YOUR OBJECTIVE
Extract, from the listing that follows, each line containing the word "variable".

THE RECORDS
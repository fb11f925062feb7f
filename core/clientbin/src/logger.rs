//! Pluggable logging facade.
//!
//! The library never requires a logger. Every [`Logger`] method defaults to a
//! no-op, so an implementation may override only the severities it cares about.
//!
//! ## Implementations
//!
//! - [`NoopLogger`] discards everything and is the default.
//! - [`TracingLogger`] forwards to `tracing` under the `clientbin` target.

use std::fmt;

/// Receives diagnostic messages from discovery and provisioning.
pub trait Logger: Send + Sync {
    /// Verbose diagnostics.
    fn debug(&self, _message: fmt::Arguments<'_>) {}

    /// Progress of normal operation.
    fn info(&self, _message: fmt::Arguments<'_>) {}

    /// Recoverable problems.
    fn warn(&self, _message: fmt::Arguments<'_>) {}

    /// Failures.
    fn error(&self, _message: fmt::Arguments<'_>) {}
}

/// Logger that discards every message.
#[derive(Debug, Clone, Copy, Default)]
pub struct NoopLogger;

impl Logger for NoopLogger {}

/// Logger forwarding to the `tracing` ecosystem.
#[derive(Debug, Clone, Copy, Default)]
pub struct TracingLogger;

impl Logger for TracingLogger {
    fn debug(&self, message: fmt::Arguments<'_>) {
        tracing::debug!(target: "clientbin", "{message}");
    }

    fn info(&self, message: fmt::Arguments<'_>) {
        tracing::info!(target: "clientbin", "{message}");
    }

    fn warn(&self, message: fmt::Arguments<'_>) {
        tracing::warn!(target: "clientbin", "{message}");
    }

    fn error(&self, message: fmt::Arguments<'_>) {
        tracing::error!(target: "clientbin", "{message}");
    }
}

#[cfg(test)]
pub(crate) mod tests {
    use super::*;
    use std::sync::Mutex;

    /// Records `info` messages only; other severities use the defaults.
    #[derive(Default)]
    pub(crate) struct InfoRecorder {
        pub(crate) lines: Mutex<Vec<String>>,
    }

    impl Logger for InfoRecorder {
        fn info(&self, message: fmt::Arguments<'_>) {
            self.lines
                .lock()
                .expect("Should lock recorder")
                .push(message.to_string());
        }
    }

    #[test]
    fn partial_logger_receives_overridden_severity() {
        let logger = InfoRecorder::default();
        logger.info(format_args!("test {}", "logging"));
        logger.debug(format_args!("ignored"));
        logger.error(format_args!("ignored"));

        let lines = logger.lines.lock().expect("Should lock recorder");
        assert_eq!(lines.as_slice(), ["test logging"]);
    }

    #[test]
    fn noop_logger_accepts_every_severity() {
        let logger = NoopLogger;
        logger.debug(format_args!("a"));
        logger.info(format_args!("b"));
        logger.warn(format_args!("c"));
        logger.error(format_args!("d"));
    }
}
---
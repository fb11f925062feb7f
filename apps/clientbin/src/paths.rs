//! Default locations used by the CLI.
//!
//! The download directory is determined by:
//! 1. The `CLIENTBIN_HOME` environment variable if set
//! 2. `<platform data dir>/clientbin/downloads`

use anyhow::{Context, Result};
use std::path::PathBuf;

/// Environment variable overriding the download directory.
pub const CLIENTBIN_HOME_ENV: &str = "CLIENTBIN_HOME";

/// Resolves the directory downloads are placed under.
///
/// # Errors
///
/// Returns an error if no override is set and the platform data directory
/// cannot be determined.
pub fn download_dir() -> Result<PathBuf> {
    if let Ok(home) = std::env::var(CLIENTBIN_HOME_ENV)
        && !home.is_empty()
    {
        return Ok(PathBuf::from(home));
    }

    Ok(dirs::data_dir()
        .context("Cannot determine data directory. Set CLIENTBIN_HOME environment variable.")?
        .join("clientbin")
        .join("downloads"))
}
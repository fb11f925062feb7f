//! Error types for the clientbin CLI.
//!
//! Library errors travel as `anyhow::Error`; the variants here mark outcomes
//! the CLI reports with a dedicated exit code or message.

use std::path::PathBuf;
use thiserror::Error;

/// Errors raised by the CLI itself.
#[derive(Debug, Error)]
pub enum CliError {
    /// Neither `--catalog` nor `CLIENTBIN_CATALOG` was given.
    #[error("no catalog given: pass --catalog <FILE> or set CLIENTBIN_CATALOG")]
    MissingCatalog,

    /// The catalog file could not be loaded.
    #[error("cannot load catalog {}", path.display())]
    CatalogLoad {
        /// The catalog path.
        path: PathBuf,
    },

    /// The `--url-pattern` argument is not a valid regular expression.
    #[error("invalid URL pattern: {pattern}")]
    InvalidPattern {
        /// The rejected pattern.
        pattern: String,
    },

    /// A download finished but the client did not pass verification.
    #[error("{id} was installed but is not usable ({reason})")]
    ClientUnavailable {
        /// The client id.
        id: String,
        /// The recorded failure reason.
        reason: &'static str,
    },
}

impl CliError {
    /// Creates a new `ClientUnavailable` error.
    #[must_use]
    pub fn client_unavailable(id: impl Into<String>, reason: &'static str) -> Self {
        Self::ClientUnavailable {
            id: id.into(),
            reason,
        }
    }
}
* * *
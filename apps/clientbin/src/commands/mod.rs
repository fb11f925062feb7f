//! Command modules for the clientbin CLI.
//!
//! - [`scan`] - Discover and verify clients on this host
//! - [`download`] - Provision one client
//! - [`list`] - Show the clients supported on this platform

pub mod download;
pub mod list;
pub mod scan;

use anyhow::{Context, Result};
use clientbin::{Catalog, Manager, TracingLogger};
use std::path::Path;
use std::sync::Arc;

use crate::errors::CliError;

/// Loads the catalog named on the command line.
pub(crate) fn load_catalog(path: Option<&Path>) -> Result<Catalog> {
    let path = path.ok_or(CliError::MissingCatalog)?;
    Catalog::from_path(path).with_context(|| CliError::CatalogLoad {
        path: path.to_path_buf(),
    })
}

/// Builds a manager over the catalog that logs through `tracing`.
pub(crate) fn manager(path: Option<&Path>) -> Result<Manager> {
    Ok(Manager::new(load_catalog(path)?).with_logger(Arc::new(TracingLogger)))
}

EXERCISE RESULT
//! 1. The `CLIENTBIN_HOME` environment variable if set
/// Environment variable overriding the download directory.
        .context("Cannot determine data directory. Set CLIENTBIN_HOME environment variable.")?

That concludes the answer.